▸ **Exercise**: Would you return the material below exactly, with no line left out?

▸ **Available data**:
Content starts
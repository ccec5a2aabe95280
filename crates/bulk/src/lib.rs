//! # bulk
//!
//! Groups a stream of text commands into blocks and hands every block to
//! concurrent consumers.
//!
//! Each input line is a statement. Outside explicit blocks, statements are
//! grouped into fixed-size blocks of `block_size`. A line holding only `{`
//! opens an explicit block that lasts until the matching `}`, however many
//! statements it holds; nested braces are tracked but do not split it.
//!
//! ## Pipeline
//!
//! - [`Segmenter`] reads lines and notifies [`Subscriber`]s synchronously.
//! - [`WorkerPool`] runs a [`Job`] on its own threads; a [`PoolSubscriber`]
//!   hands blocks from the segmenter to a pool without waiting.
//! - [`ConsoleSink`] and [`FileSink`] are the two stock jobs.
//! - [`Controller`] wires everything, drives the run, shuts the pools down and
//!   returns a [`RunReport`].
//!
//! ## Example
//!
//! ```
//! use bulk::{Block, BrokenBlocks, Controller, Segmenter, WorkerPool};
//! use std::io::Cursor;
//!
//! let pool = WorkerPool::new("print", 1, |block: &Block| -> bulk::Result<()> {
//!     println!("bulk: {block}");
//!     Ok(())
//! })?;
//!
//! let report = Controller::new(Segmenter::new(2)?)
//!     .with_pool(pool, BrokenBlocks::Forward)
//!     .run(Cursor::new("a\nb\n{\nc\nd\ne\n}\n"))?;
//!
//! assert_eq!(report.run.blocks, 2);
//! assert_eq!(report.pools[0].statements(), 5);
//! # Ok::<(), bulk::Error>(())
//! ```
//!
//! ## Features
//!
//! - `tracing` (default): log events through the `tracing` crate.
//! - `serde`: serialize metrics and run reports.

mod block;
mod controller;
mod error;
mod metrics;
mod pool;
mod segmenter;
mod sink;
mod statement;
mod subscription;

pub use crate::block::*;
pub use crate::controller::*;
pub use crate::error::*;
pub use crate::metrics::*;
pub use crate::pool::{BrokenBlocks, Job, PoolSubscriber, WorkerPool};
pub use crate::segmenter::*;
pub use crate::sink::*;
pub use crate::statement::*;
pub use crate::subscription::*;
Content ends
▸ **Answer to the problem**:
repository ccec5a2aabe95280
filename crates/bulk/src/lib.rs
//! # bulk
//!
//! Groups a stream of text commands into blocks and hands every block to
//! concurrent consumers.
//!
//! Each input line is a statement. Outside explicit blocks, statements are
//! grouped into fixed-size blocks of `block_size`. A line holding only `{`
//! opens an explicit block that lasts until the matching `}`, however many
//! statements it holds; nested braces are tracked but do not split it.
//!
//! ## Pipeline
//!
//! - [`Segmenter`] reads lines and notifies [`Subscriber`]s synchronously.
//! - [`WorkerPool`] runs a [`Job`] on its own threads; a [`PoolSubscriber`]
//!   hands blocks from the segmenter to a pool without waiting.
//! - [`ConsoleSink`] and [`FileSink`] are the two stock jobs.
//! - [`Controller`] wires everything, drives the run, shuts the pools down and
//!   returns a [`RunReport`].
//!
//! ## Example
//!
//! ```
//! use bulk::{Block, BrokenBlocks, Controller, Segmenter, WorkerPool};
//! use std::io::Cursor;
//!
//! let pool = WorkerPool::new("print", 1, |block: &Block| -> bulk::Result<()> {
//!     println!("bulk: {block}");
//!     Ok(())
//! })?;
//!
//! let report = Controller::new(Segmenter::new(2)?)
//!     .with_pool(pool, BrokenBlocks::Forward)
//!     .run(Cursor::new("a\nb\n{\nc\nd\ne\n}\n"))?;
//!
//! assert_eq!(report.run.blocks, 2);
//! assert_eq!(report.pools[0].statements(), 5);
//! # Ok::<(), bulk::Error>(())
//! ```
//!
//! ## Features
//!
//! - `tracing` (default): log events through the `tracing` crate.
//! - `serde`: serialize metrics and run reports.

mod block;
mod controller;
mod error;
mod metrics;
mod pool;
mod segmenter;
mod sink;
mod statement;
mod subscription;

pub use crate::block::*;
pub use crate::controller::*;
pub use crate::error::*;
pub use crate::metrics::*;
pub use crate::pool::{BrokenBlocks, Job, PoolSubscriber, WorkerPool};
pub use crate::segmenter::*;
pub use crate::sink::*;
pub use crate::statement::*;
pub use crate::subscription::*;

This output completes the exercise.